Swaziland is close in terms of location and culture to Zululand, including a similar language structure. Like Zulu and other Bantu-derived languages, Seswati is click-based which is a strange and intriguing language to listen to. The clicks are usually mid-word and either made by the tongue against the teeth or roof of the mouth. It's impossible to express such languages in writing. So here goes -
The word "backpack" in Zulu is Unxazisuka, pronounced: "Un-CLICK AGAINST SIDE OF MOUTH-zee-su-gaa". Now you try.
If anything, the Swazi people are even more friendly and smiley than the Zulus - which is incredible given the scourge of AIDS in the country. They estimate anywhere between 40%-60% of the population of Swaziland is HIV+.

My time in Swaziland was mainly spent hiking in mountains, haggling in markets and trying to spot big game in nature reserves. Along with no short amount of cycling up and down the valleys of the diminutive kingdom. The main valley links the biggest city, Manzini, with the capital Mbabane. There's not too much to say about Mbabane itself. Other than to say it's overlooked by the second biggest rock in the world. Sibebe rocks' monolithic proportions are second only to those of Ayers Rock. But the world doesn't have too much affection towards seconds. Sibebe rock is your Buzz Aldrin, your Camilla Parker Bowles, your Matrix Reloaded.

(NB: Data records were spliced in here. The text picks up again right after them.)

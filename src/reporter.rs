use std::{
    env, io,
    num::NonZeroUsize,
    path::{Path, PathBuf},
};

use crate::{
    assertion::{Assertion, AssertionList},
    builder::{ReportBuilder, RunListener},
    config::ReporterOptions,
    console::{Decorations, LogSink, WriteSink, summary_line},
    engine::TestEngine,
    error::{Error, Result},
    fs::{ReportFs, StdFs, ensure_dir},
    path::abspath,
    render::render,
    writer::{ParallelWriter, ReportFile, report_paths},
};

/// Runs tests through an engine and writes one JUnit XML file per module.
pub struct JUnitReporter<Engine, Sink, Fs> {
    pub(crate) engine: Engine,
    pub(crate) options: ReporterOptions,
    pub(crate) sink: Sink,
    pub(crate) fs: Fs,
    pub(crate) writer: ParallelWriter,
    pub(crate) decorations: Option<Decorations>,
    pub(crate) cwd: Option<PathBuf>,
}

impl<Engine: TestEngine> JUnitReporter<Engine, WriteSink<io::Stdout>, StdFs> {
    pub fn new(engine: Engine, options: ReporterOptions) -> Self {
        Self {
            engine,
            options,
            sink: WriteSink::default(),
            fs: StdFs,
            writer: ParallelWriter::default(),
            decorations: None,
            cwd: None,
        }
    }
}

impl<Engine: TestEngine, Sink: LogSink, Fs: ReportFs> JUnitReporter<Engine, Sink, Fs> {
    /// Run the tests in `files`, or every module the engine discovers if
    /// `files` is empty, and write the reports.
    ///
    /// Fails right away if no output directory is configured, an empty one
    /// counts as none. Otherwise the result is only known once the engine
    /// signaled `done` and every report was written. Failing tests make the run fail with
    /// [`Error::TestFailures`], but never stop reports from being written.
    pub fn run(self, files: &[PathBuf]) -> Result<()> {
        let Some(output) = self
            .options
            .output
            .as_deref()
            .filter(|output| !output.as_os_str().is_empty())
        else {
            return Err(Error::NoOutput);
        };

        let cwd = match self.cwd {
            Some(cwd) => cwd,
            None => env::current_dir().map_err(Error::WorkingDir)?,
        };
        let output = abspath(output, &cwd);
        let _span = tracing::info_span!("junit", output = %output.display()).entered();

        let decorations = self
            .decorations
            .unwrap_or_else(|| self.options.decorations(&self.sink as &dyn LogSink));
        let spec = self.options.test_spec();
        let mut engine = self.engine;
        let mut run = ReportRun {
            builder: ReportBuilder::new(),
            output,
            sink: self.sink,
            fs: self.fs,
            writer: self.writer,
            decorations,
            outcome: None,
        };

        match files.is_empty() {
            true => engine.run_modules(&spec, &mut run)?,
            false => {
                let files: Vec<_> = files.iter().map(|file| abspath(file, &cwd)).collect();
                engine.run_files(&files, &spec, &mut run)?;
            }
        }

        run.outcome.unwrap_or(Err(Error::Incomplete))
    }
}

impl<Engine, Sink, Fs> JUnitReporter<Engine, Sink, Fs> {
    pub fn with_engine<WithEngine: TestEngine>(
        self,
        engine: WithEngine,
    ) -> JUnitReporter<WithEngine, Sink, Fs> {
        JUnitReporter {
            engine,
            options: self.options,
            sink: self.sink,
            fs: self.fs,
            writer: self.writer,
            decorations: self.decorations,
            cwd: self.cwd,
        }
    }

    pub fn with_sink<WithSink: LogSink>(self, sink: WithSink) -> JUnitReporter<Engine, WithSink, Fs> {
        JUnitReporter {
            engine: self.engine,
            options: self.options,
            sink,
            fs: self.fs,
            writer: self.writer,
            decorations: self.decorations,
            cwd: self.cwd,
        }
    }

    pub fn with_fs<WithFs: ReportFs>(self, fs: WithFs) -> JUnitReporter<Engine, Sink, WithFs> {
        JUnitReporter {
            engine: self.engine,
            options: self.options,
            sink: self.sink,
            fs,
            writer: self.writer,
            decorations: self.decorations,
            cwd: self.cwd,
        }
    }

    pub fn with_options(self, options: ReporterOptions) -> Self {
        Self { options, ..self }
    }

    /// Use fixed decorations instead of deriving them from the options and
    /// the sink.
    pub fn with_decorations(self, decorations: Decorations) -> Self {
        Self {
            decorations: Some(decorations),
            ..self
        }
    }

    pub fn with_thread_count(self, count: NonZeroUsize) -> Self {
        Self {
            writer: self.writer.with_thread_count(count),
            ..self
        }
    }

    /// Resolve relative paths against `cwd` instead of the process working
    /// directory.
    pub fn with_cwd(self, cwd: impl Into<PathBuf>) -> Self {
        Self {
            cwd: Some(cwd.into()),
            ..self
        }
    }
}

/// Listener handed to the engine for a single run.
///
/// Collects results until `done`, then writes the reports and keeps the
/// outcome of the run.
struct ReportRun<Sink, Fs> {
    builder: ReportBuilder,
    output: PathBuf,
    sink: Sink,
    fs: Fs,
    writer: ParallelWriter,
    decorations: Decorations,
    outcome: Option<Result<()>>,
}

impl<Sink: LogSink, Fs: ReportFs> ReportRun<Sink, Fs> {
    fn write_reports(&mut self, assertions: &AssertionList) -> Result<()> {
        ensure_dir(&self.fs, &self.output)?;

        let paths = report_paths(
            &self.output,
            self.builder.modules().map(|module| module.name.as_str()),
        );
        let files = self
            .builder
            .modules()
            .zip(paths)
            .map(|(module, path)| {
                let contents = render(module).map_err(|source| Error::Render {
                    module: module.name.clone(),
                    source,
                })?;
                Ok(ReportFile { path, contents })
            })
            .collect::<Result<Vec<_>>>()?;

        for file in &files {
            tracing::info!(path = %file.path.display(), "writing report");
            self.sink.log(&writing_line(&file.path));
        }
        self.writer.write_all(&self.fs, &files)?;

        self.sink.log(&summary_line(&self.decorations, assertions));
        match assertions.failures() {
            0 => Ok(()),
            failed => Err(Error::TestFailures {
                failed,
                total: assertions.len(),
            }),
        }
    }
}

fn writing_line(path: &Path) -> String {
    format!("Writing {}", path.display())
}

impl<Sink: LogSink, Fs: ReportFs> RunListener for ReportRun<Sink, Fs> {
    fn module_start(&mut self, name: &str) -> Result<()> {
        self.builder.module_start(name)
    }

    fn test_done(&mut self, name: &str, assertions: &[Assertion]) -> Result<()> {
        self.builder.test_done(name, assertions)
    }

    fn done(&mut self, assertions: &AssertionList) -> Result<()> {
        self.builder.done(assertions)?;
        let outcome = self.write_reports(assertions);
        if let Err(err) = &outcome {
            tracing::debug!(%err, "run finished with an error");
        }
        self.outcome = Some(outcome);
        Ok(())
    }
}
//! Naming and parallel writing of report files.

use std::{
    cmp,
    collections::HashSet,
    num::NonZeroUsize,
    path::{Path, PathBuf},
    thread,
};

use crate::{
    error::{Error, Result},
    fs::ReportFs,
};

#[derive(Debug, Clone, PartialEq, Eq)]
pub struct ReportFile {
    pub path: PathBuf,
    pub contents: String,
}

/// File stem for a module name.
///
/// Path separators, characters reserved on common filesystems and control
/// characters become `_`, so a module name can never escape the output
/// directory.
pub fn file_stem(module: &str) -> String {
    let stem: String = module
        .chars()
        .map(|c| match c {
            '/' | '\\' | ':' | '*' | '?' | '"' | '<' | '>' | '|' => '_',
            c if c.is_control() => '_',
            c => c,
        })
        .collect();

    match stem.as_str() {
        "" | "." | ".." => stem.replace('.', "_") + "_",
        _ => stem,
    }
}

/// Report paths for `modules`, in the given order.
///
/// Names that collide after [`file_stem`] get `-1`, `-2`, ... appended in
/// order of appearance, so callers passing modules sorted by name get the
/// same paths on every run. Stems are compared exactly, `Math` and `math`
/// keep their own names.
pub fn report_paths<'a>(dir: &Path, modules: impl IntoIterator<Item = &'a str>) -> Vec<PathBuf> {
    let mut taken = HashSet::new();
    modules
        .into_iter()
        .map(|module| {
            let stem = file_stem(module);
            let unique = (0..)
                .map(|n| match n {
                    0 => stem.clone(),
                    n => format!("{stem}-{n}"),
                })
                .find(|candidate| !taken.contains(candidate))
                .unwrap_or_default();
            taken.insert(unique.clone());
            dir.join(format!("{unique}.xml"))
        })
        .collect()
}

/// Writes report files with up to `threads` writers at once.
#[derive(Debug)]
pub struct ParallelWriter {
    threads: NonZeroUsize,
}

impl Default for ParallelWriter {
    fn default() -> Self {
        Self {
            threads: thread::available_parallelism().unwrap_or(NonZeroUsize::MIN),
        }
    }
}

impl ParallelWriter {
    pub fn new() -> Self {
        Self::default()
    }

    pub fn with_thread_count(self, count: NonZeroUsize) -> Self {
        Self { threads: count }
    }

    pub fn worker_count(&self, file_count: usize) -> NonZeroUsize {
        NonZeroUsize::new(cmp::min(self.threads.get(), file_count)).unwrap_or(NonZeroUsize::MIN)
    }

    /// Write every file, even if some of them fail.
    ///
    /// Returns the error of the first failed file in `files` order.
    pub fn write_all(&self, fs: &impl ReportFs, files: &[ReportFile]) -> Result<()> {
        if files.is_empty() {
            return Ok(());
        }

        let worker_count = self.worker_count(files.len());
        let mut outcomes = thread::scope(|scope| {
            let (jtx, jrx) = crossbeam_channel::bounded::<(usize, &ReportFile)>(worker_count.get());
            let (otx, orx) = crossbeam_channel::unbounded();

            for _ in 0..worker_count.get() {
                let jrx = jrx.clone();
                let otx = otx.clone();
                scope.spawn(move || {
                    while let Ok((idx, file)) = jrx.recv() {
                        let written = fs.write_report(&file.path, file.contents.as_bytes());
                        if otx.send((idx, written)).is_err() {
                            // Receiver gone, nobody is interested in the result anymore.
                            return;
                        }
                    }
                });
            }
            drop(otx);
            drop(jrx);

            for job in files.iter().enumerate() {
                if jtx.send(job).is_err() {
                    break;
                }
            }
            drop(jtx);

            orx.iter().collect::<Vec<_>>()
        });

        outcomes.sort_by_key(|(idx, _)| *idx);
        match outcomes
            .into_iter()
            .find_map(|(idx, written)| written.err().map(|err| (idx, err)))
        {
            None => Ok(()),
            Some((idx, source)) => Err(Error::Write {
                path: files[idx].path.clone(),
                source,
            }),
        }
    }
}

From Swaziland I crossed back into South Africa over a remote mountain pass border crossing. Then I free-wheeled all the way down to Barberton, an old mining town in the lowveld. There were no hostels of note here as it's off the tourist trail, just a couple of guesthouses. The one I was drawn to was called "Cockney Liz". I just had to ask what the name was all about. Cockney Liz was an east Laandon gal (think Peggy Mitchell) who came to Barberton with the gold rush. She ran a pub for the thirsty and newly wealthy gold miners. The pub may or may not have been called the Queen Vic, I have no idea. At the end of each evening, after the lads had put back a few jars, she would auction herself off for the night (I was assured she was NOT a prostitute though). She became mega rich and a local legend. I was not planning on staying the night in Barberton but I neither had the energy to reach Nelspruit that night, nor the money to afford a guesthouse. So I asked if I could pitch a tent up in Cockney Liz's back yard. They said they'd rather I didn't, but asked my how much I'd like to pay for a 400 Rand room. I said I'd ideally not pay more than 150 Rand. Fine, they said. I was given a plush room, wined and dined. The next morning when I asked for my bill it had a zero invoice. Some people are far too nice.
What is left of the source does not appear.